-- ACTIVITY --
Go through the lines below and copy each one that holds the string "FeaturePayload".

Dataset entries
//! Management endpoints, all admin-gated

use actix_web::{web, HttpRequest, HttpResponse};
use serde_json::json;
use uuid::Uuid;

use super::auth::verify_admin;
use super::service::{
    CreateContentRequest, CreateShelfRequest, ReorderShelfRequest, UpdateContentRequest,
    UpdateShelfRequest,
};
use crate::server::DiscoveryState;

async fn create_content(
    req: HttpRequest,
    state: web::Data<DiscoveryState>,
    payload: web::Json<CreateContentRequest>,
) -> Result<HttpResponse, actix_web::Error> {
    verify_admin(&req, &state.jwt_secret)?;
    let content = state.admin.create_content(payload.into_inner()).await?;
    Ok(HttpResponse::Created().json(content))
}

async fn update_content(
    req: HttpRequest,
    state: web::Data<DiscoveryState>,
    path: web::Path<Uuid>,
    payload: web::Json<UpdateContentRequest>,
) -> Result<HttpResponse, actix_web::Error> {
    verify_admin(&req, &state.jwt_secret)?;
    let content = state
        .admin
        .update_content(path.into_inner(), payload.into_inner())
        .await?;
    Ok(HttpResponse::Ok().json(content))
}

#[derive(Debug, serde::Deserialize)]
struct FeaturePayload {
    featured: bool,
}

async fn feature_content(
    req: HttpRequest,
    state: web::Data<DiscoveryState>,
    path: web::Path<Uuid>,
    payload: web::Json<FeaturePayload>,
) -> Result<HttpResponse, actix_web::Error> {
    verify_admin(&req, &state.jwt_secret)?;
    let content = state
        .admin
        .set_featured(path.into_inner(), payload.featured)
        .await?;
    Ok(HttpResponse::Ok().json(content))
}

async fn delete_content(
    req: HttpRequest,
    state: web::Data<DiscoveryState>,
    path: web::Path<Uuid>,
) -> Result<HttpResponse, actix_web::Error> {
    verify_admin(&req, &state.jwt_secret)?;
    let id = path.into_inner();
    state.admin.delete_content(id).await?;
    Ok(HttpResponse::Ok().json(json!({ "deleted": id })))
}

async fn create_shelf(
    req: HttpRequest,
    state: web::Data<DiscoveryState>,
    payload: web::Json<CreateShelfRequest>,
) -> Result<HttpResponse, actix_web::Error> {
    verify_admin(&req, &state.jwt_secret)?;
    let shelf = state.admin.create_shelf(payload.into_inner()).await?;
    Ok(HttpResponse::Created().json(shelf))
}

async fn update_shelf(
    req: HttpRequest,
    state: web::Data<DiscoveryState>,
    path: web::Path<Uuid>,
    payload: web::Json<UpdateShelfRequest>,
) -> Result<HttpResponse, actix_web::Error> {
    verify_admin(&req, &state.jwt_secret)?;
    let shelf = state
        .admin
        .update_shelf(path.into_inner(), payload.into_inner())
        .await?;
    Ok(HttpResponse::Ok().json(shelf))
}

async fn reorder_shelf(
    req: HttpRequest,
    state: web::Data<DiscoveryState>,
    path: web::Path<Uuid>,
    payload: web::Json<ReorderShelfRequest>,
) -> Result<HttpResponse, actix_web::Error> {
    verify_admin(&req, &state.jwt_secret)?;
    let id = path.into_inner();
    state.admin.reorder_shelf(id, payload.into_inner()).await?;
    Ok(HttpResponse::Ok().json(json!({ "reordered": id })))
}

async fn remove_shelf_entry(
    req: HttpRequest,
    state: web::Data<DiscoveryState>,
    path: web::Path<(Uuid, Uuid)>,
) -> Result<HttpResponse, actix_web::Error> {
    verify_admin(&req, &state.jwt_secret)?;
    let (shelf_id, content_id) = path.into_inner();
    state.admin.remove_shelf_entry(shelf_id, content_id).await?;
    Ok(HttpResponse::NoContent().finish())
}

pub fn configure_routes(cfg: &mut web::ServiceConfig) {
    cfg.service(
        web::scope("/admin")
            .route("/content", web::post().to(create_content))
            .route("/content/{id}", web::put().to(update_content))
            .route("/content/{id}", web::delete().to(delete_content))
            .route("/content/{id}/feature", web::post().to(feature_content))
            .route("/shelves", web::post().to(create_shelf))
            .route("/shelves/{id}", web::put().to(update_shelf))
            .route("/shelves/{id}/reorder", web::post().to(reorder_shelf))
            .route(
                "/shelves/{shelf_id}/content/{content_id}",
                web::delete().to(remove_shelf_entry),
            ),
    );
}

-- ANSWER SECTION --
struct FeaturePayload {
    payload: web::Json<FeaturePayload>,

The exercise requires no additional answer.